|Essam Sharaf, left, is heading a seven-minister delegation to Khartoum [EPA]
Cairo will recognise South Sudan as an independent state, Nabil Elaraby, the Egyptian foreign minister, has said during a visit to Khartoum.
Elaraby is in the Sudanese capital as part of a visiting Egyptian delegation, headed by Essam Sharaf, the prime minister. The visit to Sudan is Sharaf’s first abroad since taking office in the wake of Egypt’s uprising that toppled the regime of Hosni Mubarak.
"Sudan intends to be the first to recognise Juba (capital of South Sudan) and Egypt intends to be the second to recognise the south," Elaraby said on Sunday, two months after the region voted overwhelmingly in a referendum to secede from Khartoum.
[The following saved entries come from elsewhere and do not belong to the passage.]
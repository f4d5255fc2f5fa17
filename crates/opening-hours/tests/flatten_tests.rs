//! Tests for flattening openings and closures into a non-overlapping timeline.

use chrono::{DateTime, TimeZone};
use chrono_tz::Asia::Singapore;
use chrono_tz::Australia::Sydney;
use chrono_tz::{Tz, UTC};
use opening_hours::cache::{CacheableMetadata, MaxAge};
use opening_hours::{flatten, Occurrence};

// ── Helpers ─────────────────────────────────────────────────────────────────

/// 1 October 2019 at the given time, UTC.
fn at(hour: u32, min: u32) -> DateTime<Tz> {
    UTC.with_ymd_and_hms(2019, 10, 1, hour, min, 0).unwrap()
}

fn occ(open: bool, start: (u32, u32), end: (u32, u32), messages: &[&str]) -> Occurrence {
    Occurrence::new(at(start.0, start.1), at(end.0, end.1))
        .unwrap()
        .with_open(open)
        .with_messages(messages.iter().copied())
}

fn open(start: (u32, u32), end: (u32, u32), messages: &[&str]) -> Occurrence {
    occ(true, start, end, messages)
}

fn closed(start: (u32, u32), end: (u32, u32), messages: &[&str]) -> Occurrence {
    occ(false, start, end, messages)
}

/// Render occurrences the way failures are easiest to read.
fn render(occurrences: &[Occurrence]) -> Vec<String> {
    occurrences.iter().map(|o| o.to_string()).collect()
}

fn assert_flattens_to(input: Vec<Occurrence>, expected: Vec<Occurrence>) {
    let flattened = flatten(&input);
    assert_eq!(render(&flattened), render(&expected));
}

// ── Single occurrences ──────────────────────────────────────────────────────

#[test]
fn empty_input_gives_empty_output() {
    assert!(flatten(&[]).is_empty());
}

#[test]
fn simple_opening() {
    assert_flattens_to(
        vec![open((9, 0), (17, 0), &["abc"])],
        vec![open((9, 0), (17, 0), &["abc"])],
    );
}

#[test]
fn simple_closure() {
    assert_flattens_to(
        vec![closed((9, 0), (17, 0), &["abc"])],
        vec![closed((9, 0), (17, 0), &["abc"])],
    );
}

// ── Closure precedence ──────────────────────────────────────────────────────

#[test]
fn closure_encompassing_opening_erases_it() {
    assert_flattens_to(
        vec![open((9, 0), (17, 0), &["abc"]), closed((8, 0), (18, 0), &["xyz"])],
        vec![closed((8, 0), (18, 0), &["xyz"])],
    );
}

#[test]
fn closure_inside_opening_splits_it() {
    assert_flattens_to(
        vec![open((9, 0), (17, 0), &["abc"]), closed((13, 0), (13, 30), &["xyz"])],
        vec![
            open((9, 0), (13, 0), &["abc"]),
            closed((13, 0), (13, 30), &["xyz"]),
            open((13, 30), (17, 0), &["abc"]),
        ],
    );
}

#[test]
fn several_closures_inside_one_opening() {
    assert_flattens_to(
        vec![
            open((9, 0), (17, 0), &["abc"]),
            closed((10, 0), (11, 0), &["x"]),
            closed((12, 0), (13, 0), &["y"]),
        ],
        vec![
            open((9, 0), (10, 0), &["abc"]),
            closed((10, 0), (11, 0), &["x"]),
            open((11, 0), (12, 0), &["abc"]),
            closed((12, 0), (13, 0), &["y"]),
            open((13, 0), (17, 0), &["abc"]),
        ],
    );
}

#[test]
fn opening_end_intersecting_merged_closures() {
    assert_flattens_to(
        vec![
            open((9, 0), (13, 0), &["abc"]),
            closed((10, 30), (16, 0), &["def"]),
            closed((12, 0), (17, 0), &["xyz"]),
        ],
        vec![
            open((9, 0), (10, 30), &["abc"]),
            closed((10, 30), (17, 0), &["def", "xyz"]),
        ],
    );
}

#[test]
fn opening_start_intersecting_merged_closures() {
    assert_flattens_to(
        vec![
            closed((9, 30), (16, 0), &["abc"]),
            closed((12, 0), (17, 0), &["def"]),
            open((13, 0), (19, 0), &["xyz"]),
        ],
        vec![
            closed((9, 30), (17, 0), &["abc", "def"]),
            open((17, 0), (19, 0), &["xyz"]),
        ],
    );
}

#[test]
fn opening_spanning_gap_between_closures() {
    // The opening starts inside one closure and ends inside another; only the
    // gap between them stays open.
    assert_flattens_to(
        vec![
            closed((9, 0), (11, 0), &["a"]),
            open((10, 0), (13, 0), &["b"]),
            closed((12, 0), (14, 0), &["c"]),
        ],
        vec![
            closed((9, 0), (11, 0), &["a"]),
            open((11, 0), (12, 0), &["b"]),
            closed((12, 0), (14, 0), &["c"]),
        ],
    );
}

#[test]
fn opening_ending_with_closure_leaves_no_sliver() {
    assert_flattens_to(
        vec![open((9, 0), (17, 0), &["abc"]), closed((13, 0), (17, 0), &["xyz"])],
        vec![open((9, 0), (13, 0), &["abc"]), closed((13, 0), (17, 0), &["xyz"])],
    );
}

#[test]
fn opening_and_closure_with_same_bounds() {
    assert_flattens_to(
        vec![open((9, 0), (17, 0), &["abc"]), closed((9, 0), (17, 0), &["xyz"])],
        vec![closed((9, 0), (17, 0), &["xyz"])],
    );
}

// ── Same-type merging ───────────────────────────────────────────────────────

#[test]
fn individual_openings_stay_separate() {
    assert_flattens_to(
        vec![open((9, 0), (13, 0), &["abc"]), open((14, 30), (16, 0), &["xyz"])],
        vec![open((9, 0), (13, 0), &["abc"]), open((14, 30), (16, 0), &["xyz"])],
    );
}

#[test]
fn intersecting_openings_merge() {
    assert_flattens_to(
        vec![open((9, 0), (13, 0), &["abc"]), open((10, 30), (16, 0), &["xyz"])],
        vec![open((9, 0), (16, 0), &["abc", "xyz"])],
    );
}

#[test]
fn nested_opening_merges_into_outer() {
    assert_flattens_to(
        vec![open((9, 0), (17, 0), &["outer"]), open((10, 0), (11, 0), &["inner"])],
        vec![open((9, 0), (17, 0), &["outer", "inner"])],
    );
}

#[test]
fn touching_openings_merge() {
    assert_flattens_to(
        vec![open((9, 0), (13, 0), &["am"]), open((13, 0), (17, 0), &["pm"])],
        vec![open((9, 0), (17, 0), &["am", "pm"])],
    );
}

#[test]
fn touching_closures_merge() {
    assert_flattens_to(
        vec![closed((13, 0), (17, 0), &["pm"]), closed((9, 0), (13, 0), &["am"])],
        vec![closed((9, 0), (17, 0), &["am", "pm"])],
    );
}

#[test]
fn messages_are_not_deduplicated() {
    assert_flattens_to(
        vec![open((9, 0), (13, 0), &["same"]), open((12, 0), (16, 0), &["same"])],
        vec![open((9, 0), (16, 0), &["same", "same"])],
    );
}

#[test]
fn messages_follow_start_order_not_input_order() {
    assert_flattens_to(
        vec![open((10, 0), (16, 0), &["later"]), open((9, 0), (13, 0), &["earlier"])],
        vec![open((9, 0), (16, 0), &["earlier", "later"])],
    );
}

#[test]
fn equal_starts_keep_input_order_for_messages() {
    assert_flattens_to(
        vec![open((9, 0), (12, 0), &["first"]), open((9, 0), (13, 0), &["second"])],
        vec![open((9, 0), (13, 0), &["first", "second"])],
    );
}

// ── Gaps, zero durations, ordering ──────────────────────────────────────────

#[test]
fn gaps_stay_gaps() {
    let flattened = flatten(&[
        closed((9, 0), (10, 0), &[]),
        open((11, 0), (12, 0), &[]),
    ]);
    assert_eq!(flattened.len(), 2);
    assert_eq!(flattened[0].end(), at(10, 0));
    assert_eq!(flattened[1].start(), at(11, 0));
}

#[test]
fn zero_duration_occurrences_are_dropped() {
    assert_flattens_to(
        vec![open((9, 0), (17, 0), &["abc"]), closed((13, 0), (13, 0), &["blip"])],
        vec![open((9, 0), (17, 0), &["abc"])],
    );
    assert!(flatten(&[open((9, 0), (9, 0), &["x"])]).is_empty());
}

#[test]
fn output_is_sorted_and_non_overlapping() {
    let flattened = flatten(&[
        open((15, 0), (18, 0), &["d"]),
        closed((12, 0), (16, 0), &["c"]),
        open((8, 0), (13, 0), &["a"]),
        closed((9, 0), (10, 0), &["b"]),
    ]);
    for pair in flattened.windows(2) {
        assert!(pair[0].start() <= pair[1].start());
        assert!(pair[0].end() <= pair[1].start());
    }
    assert_eq!(
        render(&flattened),
        render(&[
            open((8, 0), (9, 0), &["a"]),
            closed((9, 0), (10, 0), &["b"]),
            open((10, 0), (12, 0), &["a"]),
            closed((12, 0), (16, 0), &["c"]),
            open((16, 0), (18, 0), &["d"]),
        ])
    );
}

#[test]
fn flattening_twice_changes_nothing() {
    let input = vec![
        open((9, 0), (17, 0), &["abc"]),
        closed((13, 0), (13, 30), &["xyz"]),
        open((16, 0), (19, 0), &["late"]),
        closed((18, 0), (20, 0), &["evening"]),
        closed((7, 0), (8, 0), &["early"]),
    ];
    let once = flatten(&input);
    let twice = flatten(&once);
    assert_eq!(once, twice);
}

// ── Cacheability ────────────────────────────────────────────────────────────

fn tagged(occurrence: Occurrence, tag: &str, max_age: MaxAge) -> Occurrence {
    let mut cache = CacheableMetadata::new();
    cache.add_tags([tag]).merge_max_age(max_age);
    occurrence.with_cacheability(cache)
}

#[test]
fn merged_openings_merge_cacheability() {
    let flattened = flatten(&[
        tagged(open((9, 0), (13, 0), &[]), "a", MaxAge::Seconds(600)),
        tagged(open((10, 0), (16, 0), &[]), "b", MaxAge::Permanent),
    ]);
    assert_eq!(flattened.len(), 1);
    let cache = flattened[0].cacheability();
    assert_eq!(cache.tags().collect::<Vec<_>>(), vec!["a", "b"]);
    assert_eq!(cache.max_age(), MaxAge::Seconds(600));
}

#[test]
fn split_opening_keeps_cacheability_on_every_piece() {
    let flattened = flatten(&[
        tagged(open((9, 0), (17, 0), &[]), "regular", MaxAge::Permanent),
        tagged(closed((13, 0), (14, 0), &[]), "holiday", MaxAge::Permanent),
    ]);
    let tags: Vec<Vec<&str>> = flattened
        .iter()
        .map(|o| o.cacheability().tags().collect())
        .collect();
    assert_eq!(tags, vec![vec!["regular"], vec!["holiday"], vec!["regular"]]);
}

#[test]
fn hidden_opening_hands_cacheability_to_closure() {
    let flattened = flatten(&[
        tagged(open((9, 0), (17, 0), &["abc"]), "regular", MaxAge::Seconds(60)),
        tagged(closed((8, 0), (18, 0), &["xyz"]), "holiday", MaxAge::Permanent),
    ]);
    assert_eq!(flattened.len(), 1);
    let cache = flattened[0].cacheability();
    assert_eq!(cache.tags().collect::<Vec<_>>(), vec!["holiday", "regular"]);
    assert_eq!(cache.max_age(), MaxAge::Seconds(60));
    assert_eq!(flattened[0].messages(), ["xyz"]);
}

// ── Timezones ───────────────────────────────────────────────────────────────

#[test]
fn mixed_timezones_flatten_by_instant() {
    // 09:00-17:00 Sydney (UTC+10 in October before DST starts on the 6th)
    // is 23:00 the previous day to 07:00 UTC.
    let opening = Occurrence::new(
        Sydney.with_ymd_and_hms(2019, 10, 2, 9, 0, 0).unwrap(),
        Sydney.with_ymd_and_hms(2019, 10, 2, 17, 0, 0).unwrap(),
    )
    .unwrap()
    .with_open(true)
    .with_message("abc");
    // 11:00-12:00 Singapore (UTC+8) is 03:00-04:00 UTC.
    let closure = Occurrence::new(
        Singapore.with_ymd_and_hms(2019, 10, 2, 11, 0, 0).unwrap(),
        Singapore.with_ymd_and_hms(2019, 10, 2, 12, 0, 0).unwrap(),
    )
    .unwrap()
    .with_message("xyz");

    let flattened = flatten(&[opening, closure]);
    assert_eq!(flattened.len(), 3);

    let utc = |d: u32, h: u32| UTC.with_ymd_and_hms(2019, 10, d, h, 0, 0).unwrap();
    assert_eq!(flattened[0].start(), utc(1, 23));
    assert_eq!(flattened[0].end(), utc(2, 3));
    assert_eq!(flattened[1].start(), utc(2, 3));
    assert_eq!(flattened[1].end(), utc(2, 4));
    assert_eq!(flattened[2].start(), utc(2, 4));
    assert_eq!(flattened[2].end(), utc(2, 7));

    // Every piece is expressed in the zone of the occurrence it comes from.
    assert_eq!(flattened[0].range().timezone(), Sydney);
    assert_eq!(flattened[0].end().timezone(), Sydney);
    assert_eq!(flattened[1].range().timezone(), Singapore);
    assert_eq!(flattened[2].range().timezone(), Sydney);
    assert!(!flattened[1].is_open());
}

#[test]
fn reflattening_keeps_each_piece_in_its_zone() {
    // 13:00-17:00 Sydney opening touching the end of a 03:00 UTC closure
    // (13:00 Sydney).
    let opening = Occurrence::new(
        Sydney.with_ymd_and_hms(2019, 10, 2, 13, 0, 0).unwrap(),
        Sydney.with_ymd_and_hms(2019, 10, 2, 17, 0, 0).unwrap(),
    )
    .unwrap()
    .with_open(true)
    .with_message("abc");
    let closure = Occurrence::new(
        UTC.with_ymd_and_hms(2019, 10, 2, 2, 0, 0).unwrap(),
        UTC.with_ymd_and_hms(2019, 10, 2, 3, 0, 0).unwrap(),
    )
    .unwrap()
    .with_message("xyz");

    let once = flatten(&[opening, closure]);
    let twice = flatten(&once);

    let rendered = |occurrences: &[Occurrence]| -> Vec<String> {
        occurrences.iter().map(ToString::to_string).collect()
    };
    assert_eq!(rendered(&twice), rendered(&once));
    assert_eq!(
        rendered(&twice),
        vec![
            "CLOSED: 2019-10-02T02:00:00+00:00 - 2019-10-02T03:00:00+00:00 [xyz]",
            "OPEN: 2019-10-02T13:00:00+10:00 - 2019-10-02T17:00:00+10:00 [abc]",
        ]
    );
}
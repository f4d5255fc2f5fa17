//! Error types for opening-hours operations.

use std::fmt;

use chrono::DateTime;
use chrono_tz::Tz;
use thiserror::Error;

/// A date range could not be constructed from the given bounds.
#[derive(Error, Debug, Clone, PartialEq, Eq)]
pub enum ValidationError {
    #[error("Provided dates must be in same timezone: start is {start}, end is {end}")]
    TimezoneMismatch { start: Tz, end: Tz },

    #[error("End date must not occur before start date: {end} is before {start}")]
    EndBeforeStart { start: DateTime<Tz>, end: DateTime<Tz> },
}

/// An inner range violates containment against an outer range.
///
/// Each variant names the bound that failed so callers and tests can tell
/// them apart without matching on message text.
#[derive(Error, Debug, Clone, PartialEq, Eq)]
pub enum RangeError {
    #[error("Inner date starts before outer date: {inner_start} < {outer_start}")]
    StartsBeforeOuter {
        inner_start: DateTime<Tz>,
        outer_start: DateTime<Tz>,
    },

    #[error("Inner date starts after outer date: {inner_start} > {outer_end}")]
    StartsAfterOuter {
        inner_start: DateTime<Tz>,
        outer_end: DateTime<Tz>,
    },

    #[error("Inner date ends after outer date: {inner_end} > {outer_end}")]
    EndsAfterOuter {
        inner_end: DateTime<Tz>,
        outer_end: DateTime<Tz>,
    },

    #[error("Inner range {inner_start} - {inner_end} does not intersect outer range {outer_start} - {outer_end}")]
    NoIntersection {
        inner_start: DateTime<Tz>,
        inner_end: DateTime<Tz>,
        outer_start: DateTime<Tz>,
        outer_end: DateTime<Tz>,
    },
}

/// Which layer of the combiner produced an occurrence.
#[derive(Debug, Clone, Copy, PartialEq, Eq)]
pub enum Layer {
    Regular,
    Exception,
}

impl fmt::Display for Layer {
    fn fmt(&self, f: &mut fmt::Formatter<'_>) -> fmt::Result {
        match self {
            Layer::Regular => f.write_str("regular hours"),
            Layer::Exception => f.write_str("exception"),
        }
    }
}

#[derive(Error, Debug)]
pub enum HoursError {
    #[error("Invalid date range: {0}")]
    Validation(#[from] ValidationError),

    #[error("Out of range: {0}")]
    Range(#[from] RangeError),

    /// A source returned an occurrence outside the requested window.
    #[error("{layer} source produced an occurrence outside the requested range: {source}")]
    SourceOutOfRange {
        layer: Layer,
        #[source]
        source: RangeError,
    },

    #[error("Invalid RRULE: {0}")]
    InvalidRule(String),

    #[error("Invalid timezone: {0}")]
    InvalidTimezone(String),

    #[error("Invalid datetime: {0}")]
    InvalidDateTime(String),

    #[error("Schedule parse error: {0}")]
    Schedule(#[from] serde_json::Error),
}

pub type Result<T> = std::result::Result<T, HoursError>;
Elaraby also said Egypt would introduce a new proposal to Nile Basin nations to try to overcome a stalemate on sharing the river's waters.
South Sudan has not declared a position on sharing Nile waters but most analysts believe it is likely to side with its east African allies.
They have signed a new treaty aimed at ensuring what they say would be a more equitable distribution of the water, worrying Egypt which is struggling to grow food for its burgeoning population.
"We will be offering a new proposal to the Nile Basin states ... and we hope to find a solution which will not harm any nation," Hussein Ehsan el-Atfi, Egypt's water resources and irrigation minister, told reporters in Khartoum.
He did not go into details but Magdy Rady, the Egyptian government spokesman, said an unfinished and long-stalled project to create the Jonglei Canal in South Sudan, which would channel swamp water back into the Nile, would be discussed in Juba.
"This is still a project - we spent a lot of money on it and there's still a little money left to finish it. This project - if we finish it - it will provide 4 billion extra [litres of water a year]," he said.
"This will be divided between Egypt and south Sudan - if they are not in urgent need of it, we are in urgent need of it."